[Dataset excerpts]
*** Begin section ***
//! The boundary interface between the kernel and a user binary, and the
//! registry that resolves a stable program identifier to one.
//!
//! The original implementation loads a `ProcessCode` subclass by Python
//! import path and runs it on its own OS thread. There is no dynamic
//! loading here: every program is a Rust type registered ahead of time,
//! and `fork` carries the identifier that picks it out of the registry.

use std::collections::HashMap;
use std::fmt;

use sha2::{Digest, Sha256};

use crate::channel::Syscalls;
use crate::env::Environment;
use crate::fs::inode::BinaryImage;

/// The stable name a binary inode's `BinaryImage::program_id` names.
/// Not a path: paths can change (rename, bind mount); this cannot.
pub type ProgramId = String;

/// A user-space program. `run` executes on its own OS thread and talks
/// to the kernel exclusively through `syscalls`, exactly the way
/// `ProcessCode.run()` in the original only ever touches the kernel
/// through its `SystemHandle`/`Libc`.
pub trait Program: Send + Sync {
    /// Runs to completion and returns the process exit code. A program
    /// that wants to exit early should call `syscalls.exit(code)` and
    /// return that same code; the kernel does not distinguish the two.
    fn run(&self, syscalls: Syscalls, env: Environment, argv: Vec<String>) -> i32;
}

/// A constructor capable of producing fresh `Program` instances. Stored
/// behind `Arc` in the registry because `fork` may instantiate the same
/// program many times concurrently.
pub type ProgramFactory = fn() -> Box<dyn Program>;

/// Maps a [`ProgramId`] to the factory that builds it, and computes the
/// content hash stored in a binary inode's [`BinaryImage`].
#[derive(Default)]
pub struct ProgramRegistry {
    factories: HashMap<ProgramId, ProgramFactory>,
}

/// The version stamped into every binary image's content hash. Bumped
/// whenever a built-in program's behavior changes in a way that should
/// invalidate anything comparing hashes.
pub const PROGRAM_VERSION: &str = "1";

impl ProgramRegistry {
    pub fn new() -> Self {
        ProgramRegistry::default()
    }

    pub fn register(&mut self, id: impl Into<ProgramId>, factory: ProgramFactory) {
        self.factories.insert(id.into(), factory);
    }

    pub fn instantiate(&self, id: &str) -> Option<Box<dyn Program>> {
        self.factories.get(id).map(|factory| factory())
    }

    pub fn contains(&self, id: &str) -> bool {
        self.factories.contains_key(id)
    }

    /// Builds the `BinaryImage` a boot loader embeds in a `/bin` entry:
    /// the program id plus the SHA-256 hash of `program_id` and
    /// [`PROGRAM_VERSION`] concatenated.
    pub fn binary_image(&self, id: &str) -> Option<BinaryImage> {
        if !self.contains(id) {
            return None;
        }
        Some(BinaryImage {
            program_id: id.to_string(),
            content_hash: content_hash(id, PROGRAM_VERSION),
        })
    }
}

pub fn content_hash(program_id: &str, version: &str) -> String {
    let mut hasher = Sha256::new();
    hasher.update(program_id.as_bytes());
    hasher.update(version.as_bytes());
    let digest = hasher.finalize();
    digest.iter().map(|byte| format!("{byte:02x}")).collect()
}

impl fmt::Debug for ProgramRegistry {
    fn fmt(&self, f: &mut fmt::Formatter<'_>) -> fmt::Result {
        f.debug_struct("ProgramRegistry")
            .field("programs", &self.factories.keys().collect::<Vec<_>>())
            .finish()
    }
}

#[cfg(test)]
mod tests {
    use super::*;

    struct Noop;
    impl Program for Noop {
        fn run(&self, syscalls: Syscalls, _env: Environment, _argv: Vec<String>) -> i32 {
            syscalls.exit(0);
            0
        }
    }

    fn make_noop() -> Box<dyn Program> {
        Box::new(Noop)
    }

    #[test]
    fn unregistered_program_instantiates_to_none() {
        let registry = ProgramRegistry::new();
        assert!(registry.instantiate("nope").is_none());
    }

    #[test]
    fn registered_program_instantiates() {
        let mut registry = ProgramRegistry::new();
        registry.register("noop", make_noop);
        assert!(registry.instantiate("noop").is_some());
    }

    #[test]
    fn content_hash_is_stable_and_id_sensitive() {
        let a = content_hash("cat", PROGRAM_VERSION);
        let b = content_hash("cat", PROGRAM_VERSION);
        let c = content_hash("dog", PROGRAM_VERSION);
        assert_eq!(a, b);
        assert_ne!(a, c);
        assert_eq!(a.len(), 64);
    }

    #[test]
    fn binary_image_absent_for_unregistered_id() {
        let registry = ProgramRegistry::new();
        assert!(registry.binary_image("nope").is_none());
    }
}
*** End section ***
- _Exercise requirements_
All of the data, from the first line to the last, should be written out exactly.

- _Answer below_
//! The boundary interface between the kernel and a user binary, and the
//! registry that resolves a stable program identifier to one.
//!
//! The original implementation loads a `ProcessCode` subclass by Python
//! import path and runs it on its own OS thread. There is no dynamic
//! loading here: every program is a Rust type registered ahead of time,
//! and `fork` carries the identifier that picks it out of the registry.

use std::collections::HashMap;
use std::fmt;

use sha2::{Digest, Sha256};

use crate::channel::Syscalls;
use crate::env::Environment;
use crate::fs::inode::BinaryImage;

/// The stable name a binary inode's `BinaryImage::program_id` names.
/// Not a path: paths can change (rename, bind mount); this cannot.
pub type ProgramId = String;

/// A user-space program. `run` executes on its own OS thread and talks
/// to the kernel exclusively through `syscalls`, exactly the way
/// `ProcessCode.run()` in the original only ever touches the kernel
/// through its `SystemHandle`/`Libc`.
pub trait Program: Send + Sync {
    /// Runs to completion and returns the process exit code. A program
    /// that wants to exit early should call `syscalls.exit(code)` and
    /// return that same code; the kernel does not distinguish the two.
    fn run(&self, syscalls: Syscalls, env: Environment, argv: Vec<String>) -> i32;
}

/// A constructor capable of producing fresh `Program` instances. Stored
/// behind `Arc` in the registry because `fork` may instantiate the same
/// program many times concurrently.
pub type ProgramFactory = fn() -> Box<dyn Program>;

/// Maps a [`ProgramId`] to the factory that builds it, and computes the
/// content hash stored in a binary inode's [`BinaryImage`].
#[derive(Default)]
pub struct ProgramRegistry {
    factories: HashMap<ProgramId, ProgramFactory>,
}

/// The version stamped into every binary image's content hash. Bumped
/// whenever a built-in program's behavior changes in a way that should
/// invalidate anything comparing hashes.
pub const PROGRAM_VERSION: &str = "1";

impl ProgramRegistry {
    pub fn new() -> Self {
        ProgramRegistry::default()
    }

    pub fn register(&mut self, id: impl Into<ProgramId>, factory: ProgramFactory) {
        self.factories.insert(id.into(), factory);
    }

    pub fn instantiate(&self, id: &str) -> Option<Box<dyn Program>> {
        self.factories.get(id).map(|factory| factory())
    }

    pub fn contains(&self, id: &str) -> bool {
        self.factories.contains_key(id)
    }

    /// Builds the `BinaryImage` a boot loader embeds in a `/bin` entry:
    /// the program id plus the SHA-256 hash of `program_id` and
    /// [`PROGRAM_VERSION`] concatenated.
    pub fn binary_image(&self, id: &str) -> Option<BinaryImage> {
        if !self.contains(id) {
            return None;
        }
        Some(BinaryImage {
            program_id: id.to_string(),
            content_hash: content_hash(id, PROGRAM_VERSION),
        })
    }
}

pub fn content_hash(program_id: &str, version: &str) -> String {
    let mut hasher = Sha256::new();
    hasher.update(program_id.as_bytes());
    hasher.update(version.as_bytes());
    let digest = hasher.finalize();
    digest.iter().map(|byte| format!("{byte:02x}")).collect()
}

impl fmt::Debug for ProgramRegistry {
    fn fmt(&self, f: &mut fmt::Formatter<'_>) -> fmt::Result {
        f.debug_struct("ProgramRegistry")
            .field("programs", &self.factories.keys().collect::<Vec<_>>())
            .finish()
    }
}

#[cfg(test)]
mod tests {
    use super::*;

    struct Noop;
    impl Program for Noop {
        fn run(&self, syscalls: Syscalls, _env: Environment, _argv: Vec<String>) -> i32 {
            syscalls.exit(0);
            0
        }
    }

    fn make_noop() -> Box<dyn Program> {
        Box::new(Noop)
    }

    #[test]
    fn unregistered_program_instantiates_to_none() {
        let registry = ProgramRegistry::new();
        assert!(registry.instantiate("nope").is_none());
    }

    #[test]
    fn registered_program_instantiates() {
        let mut registry = ProgramRegistry::new();
        registry.register("noop", make_noop);
        assert!(registry.instantiate("noop").is_some());
    }

    #[test]
    fn content_hash_is_stable_and_id_sensitive() {
        let a = content_hash("cat", PROGRAM_VERSION);
        let b = content_hash("cat", PROGRAM_VERSION);
        let c = content_hash("dog", PROGRAM_VERSION);
        assert_eq!(a, b);
        assert_ne!(a, c);
        assert_eq!(a.len(), 64);
    }

    #[test]
    fn binary_image_absent_for_unregistered_id() {
        let registry = ProgramRegistry::new();
        assert!(registry.binary_image("nope").is_none());
    }
}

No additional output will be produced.